A major digital identity firm backed by the government of Luxembourg is building a new platform alongside US startup Cambridge Blockchain.
The initiative, unveiled today, sees the Cambridge, Massachusetts-based startup partnering with LuxTrust – a company formed in 2005 as part of a big push toward digital identity solutions within Luxembourg that began in the early 2000s.
The state of Luxembourg owns two-thirds of LuxTrust, with the remainder held by a consortium of banks and financial institutions that utilize its services.
That firm is now moving to integrate blockchain, setting the stage for at least some of its 500,000-strong subscriber base to utilize the tech in some capacity.
According to Cambridge Blockchain CEO Matthew Commons, the partnership grew out of initial conversations around digital identity, building on what he described as a shared perspective on some of the pain points in offering such services.
“By combining LuxTrust’s current certified services such as authentication, signature and document management with our innovative blockchain-based enterprise software, our collaboration will deliver the future of digital identity for Europe and beyond,” he said.
The platform developed alongside LuxTrust will be rolled out over the coming months, in what Commons described as a kind of “soft launch”. He pointed to data-centric regulations such as the European General Data Protection Regulation – due to come into force in mid-2018 – as a major motivating factor, a factor LuxTrust echoed in statements.
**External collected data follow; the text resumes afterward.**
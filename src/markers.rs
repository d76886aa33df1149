// Character markers
//
// Per-entity bookkeeping for the overview map: where the marker sits, where
// it sat last tick, and which layer it draws on. Deciding which markers are
// visible is the host's policy; this module only keeps the positions and
// ordering it needs to draw the ones it picks.

use crate::projection::MapPixel;

/// Offset centering a marker sprite on its anchor pixel
pub const MARKER_OFFSET_X: i32 = 16;
pub const MARKER_OFFSET_Y: i32 = 15;

/// Frames to hold a marker after a suspicious position jump
pub const DRAW_DELAY: u8 = 3;

/// Pixel jump above which a same-location move is treated as a glitch
pub const POSITION_JUMP_THRESHOLD: i32 = 15;

/// Marker state for one tracked entity
#[derive(Debug, Clone)]
pub struct CharacterMarker {
    pub name: String,
    /// Location the entity reported last update
    pub location_name: String,
    /// Host-synced location, when the entity lives on another machine;
    /// takes precedence over `location_name`
    pub synced_location_name: Option<String>,
    pub map_position: MapPixel,
    pub prev_map_position: MapPixel,
    pub prev_location_name: String,
    pub is_outdoors: bool,
    pub is_birthday: bool,
    pub has_quest: bool,
    /// Draw order; higher draws in front
    pub layer: i32,
    /// Frames left before the marker may move again
    pub draw_delay: u8,
}

impl CharacterMarker {
    pub fn new(name: &str) -> Self {
        Self {
            name: name.to_string(),
            location_name: String::new(),
            synced_location_name: None,
            map_position: MapPixel::OFF_MAP,
            prev_map_position: MapPixel::OFF_MAP,
            prev_location_name: String::new(),
            is_outdoors: false,
            is_birthday: false,
            has_quest: false,
            layer: 0,
            draw_delay: 0,
        }
    }

    /// The location this marker should be drawn at
    pub fn effective_location(&self) -> &str {
        self.synced_location_name
            .as_deref()
            .unwrap_or(&self.location_name)
    }

    /// Center the marker sprite on an anchor pixel
    pub fn center_on(&mut self, anchor: MapPixel) {
        self.map_position = MapPixel::new(anchor.x - MARKER_OFFSET_X, anchor.y - MARKER_OFFSET_Y);
    }

    /// Park the marker outside the canvas so it is not drawn
    pub fn park_off_map(&mut self) {
        self.map_position = MapPixel::OFF_MAP;
    }

    /// Recompute the draw layer.
    ///
    /// Outdoor markers draw above indoor ones; hidden markers sink below
    /// their group; a quest or birthday flag lifts a marker inside its group.
    pub fn update_layer(&mut self, hidden: bool) {
        let mut layer = if self.is_outdoors { 6 } else { 2 };
        if hidden {
            layer -= 2;
        }
        if self.has_quest || self.is_birthday {
            layer += 1;
        }
        self.layer = layer;
    }

    /// Apply the draw-delay heuristic for a freshly projected position.
    ///
    /// The location name changes a tick before the tile position does, which
    /// would briefly draw the marker at the wrong spot; a large jump without
    /// a location change is held for a few frames instead.
    pub fn apply_draw_delay(&mut self, position: MapPixel, location_name: &str) {
        let dx = position.x - self.prev_map_position.x;
        let dy = position.y - self.prev_map_position.y;

        if self.prev_location_name == location_name
            && (dx - dy).abs() > POSITION_JUMP_THRESHOLD
        {
            self.draw_delay = DRAW_DELAY;
        } else if self.draw_delay > 0 {
            self.draw_delay -= 1;
        }

        self.map_position = position;
        self.prev_map_position = position;
        self.prev_location_name = location_name.to_string();
    }
}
“Working with Cambridge Blockchain allows us to augment the scope of identities, including any attributes, and will enable users to share personal data fully respecting the increasingly stringent European regulatory framework,” said Pascal Rogiest, LuxTrust’s CEO.
The move comes months after Cambridge Blockchain finished raising $2m in a funding round, drawing support from VC firms Partech Ventures and Digital Currency Group. Commons told CoinDesk that the startup is looking to complete a Series A round later this year.